## Data records
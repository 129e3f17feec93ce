//! Transport-to-domain error translation.
//!
//! Every transport error crossing the client boundary goes through
//! [`translate`]. The mapping starts from a fixed base table and grows at
//! runtime: a kind that is absent from the table but has a mapped supertype
//! is memoized on first sight, so later lookups for that exact kind are a
//! single hash probe. Kinds with no mapped supertype at all are passed
//! through untranslated.

use std::collections::HashMap;
use std::sync::{LazyLock, RwLock};

use tracing::{debug, warn};

use crate::error::Error;
use crate::transport::{kind, TransportError};

/// Domain kind a transport kind maps to.
#[derive(Debug, Clone, Copy, PartialEq, Eq)]
enum Target {
    Connection,
    CannotConnect,
    Timeout,
    Command,
    Permission,
    WrongType,
    ReadOnly,
    Protocol,
    #[cfg(feature = "resp3")]
    OutOfMemory,
}

/// Fixed entries known at build time.
///
/// Authentication and failover failures are deliberately folded into
/// `CannotConnect`; callers treat them identically.
const BASE_MAPPING: &[(&str, Target)] = &[
    (kind::CONNECTION, Target::Connection),
    (kind::COMMAND, Target::Command),
    (kind::READ_TIMEOUT, Target::Timeout),
    (kind::CANNOT_CONNECT, Target::CannotConnect),
    (kind::AUTHENTICATION, Target::CannotConnect),
    (kind::FAILOVER, Target::CannotConnect),
    (kind::PERMISSION, Target::Permission),
    (kind::WRONG_TYPE, Target::WrongType),
    (kind::READ_ONLY, Target::ReadOnly),
    (kind::PROTOCOL, Target::Protocol),
];

/// Process-wide mapping cache. Append-only for the life of the process.
static MAPPING: LazyLock<RwLock<HashMap<String, Target>>> = LazyLock::new(|| {
    let mut map: HashMap<String, Target> = BASE_MAPPING
        .iter()
        .map(|(k, t)| (k.to_string(), *t))
        .collect();
    // The out-of-memory kind only exists in newer protocol revisions.
    #[cfg(feature = "resp3")]
    map.insert(kind::OUT_OF_MEMORY.to_string(), Target::OutOfMemory);
    RwLock::new(map)
});

/// Rewrites a transport error into its domain counterpart.
///
/// Total over the kinds the adapter actually raises: mapped kinds become
/// the corresponding domain variant with message and source preserved,
/// unmapped kinds come back as [`Error::Transport`] untouched.
pub(crate) fn translate(err: TransportError) -> Error {
    match resolve(&err) {
        Some(target) => domain_error(target, err),
        None => {
            warn!(kind = err.kind(), "transport error kind has no mapped ancestor");
            Error::Transport { source: err }
        }
    }
}

fn resolve(err: &TransportError) -> Option<Target> {
    {
        let map = MAPPING.read().unwrap_or_else(|e| e.into_inner());
        if let Some(target) = map.get(err.kind()) {
            return Some(*target);
        }
    }

    // Walk the supertype chain, most specific first, and memoize the exact
    // kind against the first hit. Insertion is idempotent, so a concurrent
    // fill of the same kind is harmless.
    for ancestor in err.ancestors() {
        let hit = {
            let map = MAPPING.read().unwrap_or_else(|e| e.into_inner());
            map.get(ancestor).copied()
        };
        if let Some(target) = hit {
            let mut map = MAPPING.write().unwrap_or_else(|e| e.into_inner());
            map.entry(err.kind().to_string()).or_insert(target);
            debug!(kind = err.kind(), ancestor, "memoized transport error kind");
            return Some(target);
        }
    }

    None
}

fn domain_error(target: Target, source: TransportError) -> Error {
    let message = source.message().to_string();
    match target {
        Target::Connection => Error::Connection { message, source },
        Target::CannotConnect => Error::CannotConnect { message, source },
        Target::Timeout => Error::Timeout { message, source },
        Target::Command => Error::Command { message, source },
        Target::Permission => Error::Permission { message, source },
        Target::WrongType => Error::WrongType { message, source },
        Target::ReadOnly => Error::ReadOnly { message, source },
        Target::Protocol => Error::Protocol { message, source },
        #[cfg(feature = "resp3")]
        Target::OutOfMemory => Error::OutOfMemory { message, source },
    }
}

/// Whether the mapping currently holds an exact entry for a kind.
#[cfg(test)]
fn is_mapped(kind: &str) -> bool {
    MAPPING
        .read()
        .unwrap_or_else(|e| e.into_inner())
        .contains_key(kind)
}

#[cfg(test)]
mod tests {
    use super::*;

    #[test]
    fn test_mapped_kinds_translate_exactly() {
        let cases: &[(&str, fn(&Error) -> bool)] = &[
            (kind::CONNECTION, |e| matches!(e, Error::Connection { .. })),
            (kind::COMMAND, |e| matches!(e, Error::Command { .. })),
            (kind::READ_TIMEOUT, |e| matches!(e, Error::Timeout { .. })),
            (kind::CANNOT_CONNECT, |e| {
                matches!(e, Error::CannotConnect { .. })
            }),
            (kind::AUTHENTICATION, |e| {
                matches!(e, Error::CannotConnect { .. })
            }),
            (kind::FAILOVER, |e| matches!(e, Error::CannotConnect { .. })),
            (kind::PERMISSION, |e| matches!(e, Error::Permission { .. })),
            (kind::WRONG_TYPE, |e| matches!(e, Error::WrongType { .. })),
            (kind::READ_ONLY, |e| matches!(e, Error::ReadOnly { .. })),
            (kind::PROTOCOL, |e| matches!(e, Error::Protocol { .. })),
        ];

        for (k, check) in cases {
            let error = translate(TransportError::new(*k, format!("{k} failed")));
            assert!(check(&error), "kind {k} translated to {error:?}");
            assert_eq!(
                error.transport_message(),
                Some(format!("{k} failed").as_str()),
                "message must survive translation for {k}"
            );
        }
    }

    #[test]
    fn test_subclass_resolves_through_ancestor_and_is_memoized() {
        let subclass = "connection_reset_by_peer";
        assert!(!is_mapped(subclass));

        let error = translate(
            TransportError::new(subclass, "peer reset")
                .with_ancestors([kind::CONNECTION, kind::ERROR]),
        );
        assert!(matches!(error, Error::Connection { .. }));

        // Second sighting hits the exact-kind entry.
        assert!(is_mapped(subclass));
        let error = translate(
            TransportError::new(subclass, "peer reset again")
                .with_ancestors([kind::CONNECTION, kind::ERROR]),
        );
        assert!(matches!(error, Error::Connection { .. }));
    }

    #[test]
    fn test_deep_chain_resolves_to_most_specific_mapped_ancestor() {
        let error = translate(
            TransportError::new("acl_subcommand_denied", "NOPERM").with_ancestors([
                kind::PERMISSION,
                kind::COMMAND,
                kind::ERROR,
            ]),
        );
        assert!(matches!(error, Error::Permission { .. }));
    }

    #[test]
    fn test_unmapped_kind_passes_through_unchanged() {
        let error = translate(
            TransportError::new("vendor_watchdog", "watchdog fired").with_ancestors(["vendor_base"]),
        );
        match error {
            Error::Transport { source } => {
                assert_eq!(source.kind(), "vendor_watchdog");
                assert_eq!(source.message(), "watchdog fired");
            }
            other => panic!("expected passthrough, got {other:?}"),
        }
        assert!(!is_mapped("vendor_watchdog"));
    }

    #[cfg(feature = "resp3")]
    #[test]
    fn test_out_of_memory_mapped_with_resp3() {
        let error = translate(TransportError::new(kind::OUT_OF_MEMORY, "OOM"));
        assert!(matches!(error, Error::OutOfMemory { .. }));
    }

    #[cfg(not(feature = "resp3"))]
    #[test]
    fn test_out_of_memory_resolves_through_command_without_resp3() {
        // Without the newer protocol revision the exact kind is absent from
        // the table, but its supertype chain still lands on Command.
        let error = translate(TransportError::new(kind::OUT_OF_MEMORY, "OOM"));
        assert!(matches!(error, Error::Command { .. }));
    }

    #[test]
    fn test_concurrent_memoization_is_idempotent() {
        let handles: Vec<_> = (0..8)
            .map(|i| {
                std::thread::spawn(move || {
                    translate(
                        TransportError::new("racy_subclass", format!("attempt {i}"))
                            .with_ancestors([kind::READ_TIMEOUT, kind::CONNECTION, kind::ERROR]),
                    )
                })
            })
            .collect();

        for handle in handles {
            let error = handle.join().expect("translation thread panicked");
            assert!(matches!(error, Error::Timeout { .. }));
        }
        assert!(is_mapped("racy_subclass"));
    }
}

## Brief
Reproduce the material above exactly, beginning at its first line and ending with the line that holds "const BASE_MAPPING: &[(&str, Target)]". Include nothing else.

## Problem solution
repository 129e3f17feec93ce
//! Transport-to-domain error translation.
//!
//! Every transport error crossing the client boundary goes through
//! [`translate`]. The mapping starts from a fixed base table and grows at
//! runtime: a kind that is absent from the table but has a mapped supertype
//! is memoized on first sight, so later lookups for that exact kind are a
//! single hash probe. Kinds with no mapped supertype at all are passed
//! through untranslated.

use std::collections::HashMap;
use std::sync::{LazyLock, RwLock};

use tracing::{debug, warn};

use crate::error::Error;
use crate::transport::{kind, TransportError};

/// Domain kind a transport kind maps to.
#[derive(Debug, Clone, Copy, PartialEq, Eq)]
enum Target {
    Connection,
    CannotConnect,
    Timeout,
    Command,
    Permission,
    WrongType,
    ReadOnly,
    Protocol,
    #[cfg(feature = "resp3")]
    OutOfMemory,
}

/// Fixed entries known at build time.
///
/// Authentication and failover failures are deliberately folded into
/// `CannotConnect`; callers treat them identically.
const BASE_MAPPING: &[(&str, Target)] = &[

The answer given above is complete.